Still, the fact that the home of Silicon Valley and of so many tech and natural riches can be poverty stricken needs to be repeated, so perhaps people can grasp how stupid liberal governance is. Today’s reminder appeared in the Los Angeles Times on Sunday and is posted below.

Being a rather short item, the op-ed does leave out some vital features, in particular California’s habit of importing foreign poverty via immigration, both legal and illegal. In 2014, Governor Jerry Brown reportedly invited all of Mexico to move north, telling the Mexicans they “are welcome in California.”

Plus there are plenty of magnets for immigrants of all legalities in the state, such as drivers licenses/identification for illegal aliens, taxpayer-subsidized in-state tuition for all residents and financial aid for illegals. And as we saw recently in the trial of Kate Steinle’s killer, a criminal Mexican can get away with murder.

But back to California poverty, one painful symptom is the worsening homelessness, including some of the wealthiest cities, like San Francisco.

Homelessness is exacerbated by immigration also. It was reported in the LA Times June 18, 2017 that Los Angeles homelessness had become diverse: “Recent figures released by the county show that Latino homelessness shot up by 63% in the past year, a staggering number in a county that saw its overall homeless population soar by 23%, despite increasing efforts to get people off the street.”

So poverty is worsened by liberal policies and has many faces.
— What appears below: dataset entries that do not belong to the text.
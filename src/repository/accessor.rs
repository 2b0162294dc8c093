//! Resolution of "the current connection" for a repository operation.

use std::sync::Arc;

use log::debug;

use crate::connection::{Connection, ConnectionPool, RawError};
use crate::transaction::{TransactionContext, UnitOfWorkKey};
use crate::translate::{translate, ErrorKind, SemanticError};

/// Gives repository operations a connection without them knowing whether a
/// transaction is active.
///
/// If the unit of work has a bound connection, operations run on it and
/// leave it bound. Otherwise an ad-hoc connection is borrowed from the pool
/// in auto-commit mode for that single operation and returned right after.
pub struct ConnectionAccessor<P: ConnectionPool> {
    pool: Arc<P>,
    context: Arc<TransactionContext<P::Conn>>,
}

impl<P: ConnectionPool> Clone for ConnectionAccessor<P> {
    fn clone(&self) -> Self {
        Self {
            pool: self.pool.clone(),
            context: self.context.clone(),
        }
    }
}

impl<P: ConnectionPool> ConnectionAccessor<P> {
    pub fn new(pool: Arc<P>, context: Arc<TransactionContext<P::Conn>>) -> Self {
        Self { pool, context }
    }

    /// Run `f` on the current connection for `key`.
    ///
    /// Backend failures are translated using `operation` and `statement`.
    pub fn with_connection<R>(
        &self,
        key: &UnitOfWorkKey,
        operation: &str,
        statement: &str,
        f: impl FnOnce(&mut P::Conn) -> Result<R, RawError>,
    ) -> Result<R, SemanticError> {
        let mut pending = Some(f);
        if let Ok(Some(result)) = self
            .context
            .lookup(key, |conn| pending.take().map(|f| f(conn)))
        {
            return result.map_err(|raw| translate(operation, statement, raw));
        }

        // Not bound, so the closure above never ran.
        let Some(f) = pending.take() else {
            return Err(SemanticError::new(ErrorKind::Unknown, operation, statement)
                .with_message("transaction binding vanished during lookup"));
        };

        let mut lease = Lease::acquire(self.pool.as_ref())
            .map_err(|e| SemanticError::unavailable(operation, statement, e))?;
        debug!(
            "{operation}: no transaction for unit of work {key}, using connection {}",
            lease.conn().id()
        );

        f(lease.conn()).map_err(|raw| translate(operation, statement, raw))
    }
}

/// An ad-hoc connection that goes back to the pool when dropped.
struct Lease<'a, P: ConnectionPool> {
    pool: &'a P,
    conn: Option<P::Conn>,
}

impl<'a, P: ConnectionPool> Lease<'a, P> {
    fn acquire(pool: &'a P) -> Result<Self, crate::connection::PoolError> {
        let conn = pool.acquire()?;
        Ok(Self {
            pool,
            conn: Some(conn),
        })
    }

    fn conn(&mut self) -> &mut P::Conn {
        // Only emptied in drop.
        match self.conn.as_mut() {
            Some(conn) => conn,
            None => unreachable!("lease used after release"),
        }
    }
}

impl<P: ConnectionPool> Drop for Lease<'_, P> {
    fn drop(&mut self) {
        if let Some(conn) = self.conn.take() {
            self.pool.release(conn);
        }
    }
}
Op-Ed: Why is liberal California the poverty capital of America?, by Kerry Jackson, Los Angeles Times, January 14, 2018

Guess which state has the highest poverty rate in the country? Not Mississippi, New Mexico, or West Virginia, but California, where nearly one out of five residents is poor. That’s according to the Census Bureau’s Supplemental Poverty Measure, which factors in the cost of housing, food, utilities and clothing, and which includes noncash government assistance as a form of income.
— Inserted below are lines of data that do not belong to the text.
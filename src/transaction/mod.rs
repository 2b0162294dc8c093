//! Transaction management.
//!
//! A transaction here is one pooled connection with auto-commit disabled,
//! bound to a unit of work for as long as the caller's work runs. Repository
//! code finds it through the shared [`TransactionContext`]; the
//! [`TransactionManager`] is the only component that binds, commits, rolls
//! back, and releases.
//!
//! # Architecture
//!
//! ```text
//! ┌─────────────────────────────────────────────────────────────┐
//! │                   TransactionManager                        │
//! │   (acquire -> disable auto-commit -> bind -> work ->        │
//! │    commit/rollback -> restore -> unbind -> release)         │
//! └─────────────────────────────────────────────────────────────┘
//!              │                                │
//!              ▼                                ▼
//!  ┌───────────────────────┐        ┌───────────────────────┐
//!  │  TransactionContext   │◀───────│  ConnectionAccessor   │
//!  │  (key -> connection)  │ lookup │  (repositories)       │
//!  └───────────────────────┘        └───────────────────────┘
//! ```
//!
//! # Usage
//!
//! ```ignore
//! use txbind::transaction::{TransactionManager, UnitOfWorkKey};
//!
//! let key = UnitOfWorkKey::new();
//! manager.run_in_transaction(&key, |key| {
//!     let from = members.find_by_id(key, "A")?;
//!     members.update(key, "A", from.money - 1000)?;
//!     Ok::<_, SemanticError>(())
//! })?;
//! ```

mod context;
mod error;
mod manager;

pub use context::{BindRejected, BoundConnection, TransactionContext, UnitOfWorkKey};
pub use error::{ContextError, TransactionOutcome, TxError};
pub use manager::{TransactionManager, TransactionStats};
//! Semantic data-access errors.

use std::error::Error as StdError;
use std::fmt;

use serde::Serialize;

use crate::connection::{PoolError, RawError};

/// Backend-independent classification of a data-access failure.
#[derive(Debug, Clone, Copy, PartialEq, Eq, Hash, Serialize)]
pub enum ErrorKind {
    /// The requested record does not exist.
    NotFound,
    /// An integrity or uniqueness rule rejected the change.
    Conflict,
    /// The backend could not be reached or is too busy to answer.
    Unavailable,
    /// The statement itself is malformed.
    InvalidRequest,
    /// Anything not recognized above.
    Unknown,
}

impl ErrorKind {
    /// Whether retrying the same operation later may succeed.
    pub fn is_transient(&self) -> bool {
        matches!(self, ErrorKind::Unavailable)
    }
}

impl fmt::Display for ErrorKind {
    fn fmt(&self, f: &mut fmt::Formatter<'_>) -> fmt::Result {
        let s = match self {
            ErrorKind::NotFound => "not found",
            ErrorKind::Conflict => "conflict",
            ErrorKind::Unavailable => "unavailable",
            ErrorKind::InvalidRequest => "invalid request",
            ErrorKind::Unknown => "unknown",
        };
        f.write_str(s)
    }
}

/// A classified data-access failure, with the operation and statement that
/// produced it and the underlying cause.
#[derive(Debug)]
pub struct SemanticError {
    kind: ErrorKind,
    operation: String,
    statement: String,
    message: Option<String>,
    cause: Option<Box<dyn StdError + Send + Sync + 'static>>,
}

impl SemanticError {
    pub fn new(
        kind: ErrorKind,
        operation: impl Into<String>,
        statement: impl Into<String>,
    ) -> Self {
        Self {
            kind,
            operation: operation.into(),
            statement: statement.into(),
            message: None,
            cause: None,
        }
    }

    /// A missing-record error. Carries no cause: nothing failed underneath.
    pub fn not_found(
        operation: impl Into<String>,
        statement: impl Into<String>,
        detail: impl Into<String>,
    ) -> Self {
        Self::new(ErrorKind::NotFound, operation, statement).with_message(detail)
    }

    /// The pool could not hand out a connection for the operation.
    pub fn unavailable(
        operation: impl Into<String>,
        statement: impl Into<String>,
        cause: PoolError,
    ) -> Self {
        Self::new(ErrorKind::Unavailable, operation, statement).with_cause(cause)
    }

    pub fn with_message(mut self, message: impl Into<String>) -> Self {
        self.message = Some(message.into());
        self
    }

    pub fn with_cause(mut self, cause: impl StdError + Send + Sync + 'static) -> Self {
        self.cause = Some(Box::new(cause));
        self
    }

    pub fn kind(&self) -> ErrorKind {
        self.kind
    }

    pub fn operation(&self) -> &str {
        &self.operation
    }

    pub fn statement(&self) -> &str {
        &self.statement
    }

    /// The backend error this was translated from, if any.
    pub fn raw(&self) -> Option<&RawError> {
        self.cause.as_deref()?.downcast_ref::<RawError>()
    }

    pub fn is_not_found(&self) -> bool {
        self.kind == ErrorKind::NotFound
    }

    pub fn is_conflict(&self) -> bool {
        self.kind == ErrorKind::Conflict
    }
}

impl fmt::Display for SemanticError {
    fn fmt(&self, f: &mut fmt::Formatter<'_>) -> fmt::Result {
        write!(f, "{} during {}", self.kind, self.operation)?;
        if let Some(message) = &self.message {
            write!(f, ": {message}")?;
        } else if let Some(cause) = &self.cause {
            write!(f, ": {cause}")?;
        }
        if !self.statement.is_empty() {
            write!(f, " [{}]", self.statement)?;
        }
        Ok(())
    }
}

impl StdError for SemanticError {
    fn source(&self) -> Option<&(dyn StdError + 'static)> {
        self.cause
            .as_deref()
            .map(|cause| cause as &(dyn StdError + 'static))
    }
}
Given robust job growth and the prosperity generated by several industries, it’s worth asking why California has fallen behind, especially when the state’s per-capita GDP increased approximately twice as much as the U.S. average over the five years ending in 2016 (12.5%, compared with 6.27%).

It’s not as though California policymakers have neglected to wage war on poverty. Sacramento and local governments have spent massive amounts in the cause. Several state and municipal benefit programs overlap with one another; in some cases, individuals with incomes 200% above the poverty line receive benefits. California state and local governments spent nearly $958 billion from 1992 through 2015 on public welfare programs, including cash-assistance payments, vendor payments and “other public welfare,” according to the Census Bureau. California, with 12% of the American population, is home today to about one in three of the nation’s welfare recipients. [ … ]

Apparently content with futile poverty policies, Sacramento lawmakers can turn their attention to what historian Victor Davis Hanson aptly describes as a fixation on “remaking the world.” The political class wants to build a costly and needless high-speed rail system; talks of secession from a United States presided over by Donald Trump; hired former attorney general Eric H. Holder Jr. to “resist” Trump’s agenda; enacted the first state-level cap-and-trade regime; established California as a “sanctuary state” for illegal immigrants; banned plastic bags, threatening the jobs of thousands of workers involved in their manufacture; and is consumed by its dedication to “California values.” All this only reinforces the rest of America’s perception of an out-of-touch Left Coast, to the disservice of millions of Californians whose values are more traditional, including many of the state’s poor residents.